No hubo una plegaria en donde no se rezara mirando desde los confines del mundo hacia esa tierra. Una sola celebración, donde no añorar el regreso. Un solo día, en donde la canción no se transformara en promesa: “El año próximo, en Jerusalén”.
Por Alejandro Avruj
El doctor Jaim Weizmann fue el químico que se transformó en el primer presidente del Estado de Israel, en 1948. Cuenta la historia acerca del momento en que se encontraba frente a políticos británicos, con el fin de conseguir su apoyo para el sueño del Movimiento Sionista de tener, después de siglos de espera, un hogar en un Estado judío.
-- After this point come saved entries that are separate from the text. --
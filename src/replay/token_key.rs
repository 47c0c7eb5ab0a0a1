//! Content addresses for `(token text, position)` pairs.
//!
//! A key is used to answer "is this the same token at the same position as one we
//! already have KV data for?" across a request boundary. The position disambiguates
//! repeated text; the hash only mixes in the text so two different tokens at one
//! position never compare equal.

use std::fmt;

use serde::{Serialize, Serializer};

const FNV_OFFSET_BASIS: u32 = 0x811c_9dc5;
const FNV_PRIME: u32 = 0x0100_0193;

/// Content address of a token at a position.
///
/// Displays as `hhhhhhhh:position` (8 lowercase hex digits of the text hash).
#[derive(Debug, Clone, Copy, PartialEq, Eq, Hash, PartialOrd, Ord)]
pub struct TokenKey {
    hash: u32,
    position: usize,
}

impl TokenKey {
    /// Derive the key for `text` at `position`. Never fails.
    pub fn new(text: &str, position: usize) -> Self {
        Self {
            hash: hash_text(text),
            position,
        }
    }

    /// Key for an optional token; missing text hashes as the empty string.
    pub fn for_token(text: Option<&str>, position: usize) -> Self {
        Self::new(text.unwrap_or_default(), position)
    }

    /// Key for `tokens[position]`, treating an out-of-range position as empty text.
    pub fn lookup(tokens: &[String], position: usize) -> Self {
        Self::for_token(tokens.get(position).map(String::as_str), position)
    }

    pub fn text_hash(&self) -> u32 {
        self.hash
    }

    pub fn position(&self) -> usize {
        self.position
    }
}

impl fmt::Display for TokenKey {
    fn fmt(&self, f: &mut fmt::Formatter<'_>) -> fmt::Result {
        write!(f, "{:08x}:{}", self.hash, self.position)
    }
}

impl Serialize for TokenKey {
    fn serialize<S: Serializer>(&self, serializer: S) -> Result<S::Ok, S::Error> {
        serializer.collect_str(self)
    }
}

/// FNV-1a over UTF-16 code units, so keys line up with the browser-side viewer.
fn hash_text(text: &str) -> u32 {
    text.encode_utf16().fold(FNV_OFFSET_BASIS, |hash, unit| {
        (hash ^ u32::from(unit)).wrapping_mul(FNV_PRIME)
    })
}
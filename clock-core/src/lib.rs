//! Core logic of a bedside digital clock appliance.
//!
//! # Overview
//!
//! The appliance keeps wall-clock time, one daily alarm and one
//! countdown timer, renders everything on a 6-digit multiplexed
//! seven-segment display and is operated through four buttons. This
//! crate holds all of the state-transition logic and the display
//! driver; the hardware it runs on is abstracted behind `embedded-hal`
//! pin/delay traits, an `embedded-storage` flash trait and the
//! collaborator traits in [`types`], so everything here builds and
//! tests on the host.
//!
//! # Control Flow
//!
//! One cooperative loop iteration, in order: buttons are sampled, the
//! mode controller consumes edge events and picks what to render, the
//! clock domain advances by elapsed time, and the display performs one
//! hardware scan. Later stages read state the earlier ones mutate, so
//! the order is part of the contract.
//!
//! # Module Organization
//!
//! - [`button`] - debounce and press/single-press/long-press gestures
//! - [`alarm`] - daily alarm state machine
//! - [`timer`] - countdown timer state machine
//! - [`clock`] - orchestrator over alarm, timer, RTC and sensor
//! - [`display`] - multiplexed seven-segment driver
//! - [`mode`] - display-mode / settings-mode state machine
//! - [`storage`] - persisted settings codec and flash store
//! - [`console`] - serial command parsing and execution
//! - [`types`] - shared value types and collaborator traits

#![cfg_attr(not(test), no_std)]

pub mod alarm;
pub mod button;
pub mod clock;
pub mod console;
pub mod display;
pub mod mode;
pub mod storage;
pub mod timer;
pub mod types;

pub use alarm::{Alarm, AlarmSetting};
pub use button::Button;
pub use clock::{Adjustment, Clock};
pub use display::SegmentDisplay;
pub use mode::{Buttons, DisplayView, ModeController, SettingField};
pub use storage::{FlashSettingsStore, PersistedSettings, SettingsStore};
pub use timer::Timer;
pub use types::{Buzzer, Date, Rtc, Sensor, Time};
Un miembro de la Casa de los Lores le preguntó: “¿Por qué ustedes, los judíos, insisten en Palestina cuando existen tantos países no desarrollados donde pueden asentarse de manera más conveniente?”. Weizmann entonces respondió: “Es como si yo le preguntara a usted por qué manejó más de 20 kilómetros para visitar a su madre el domingo pasado, si hay tantas mujeres mayores y solas viviendo en su misma cuadra”.
En el primer siglo de esta era, tras 12 siglos de vida judía en Tierra Santa, aquel país llamado Judea desaparecía. Los romanos destruyeron Jerusalén, su capital, exiliaron al pueblo judío a siglos de peregrinación por el mundo, y cambiaron el nombre de la zona por Palestina, en honor a un pueblo largamente desaparecido hacía más de mil años llamado Filisteos. Desde el dolor por lo perdido y el terror por lo incierto de los siglos, la historia de amor entre esa nación y esa tierra se hizo eterna.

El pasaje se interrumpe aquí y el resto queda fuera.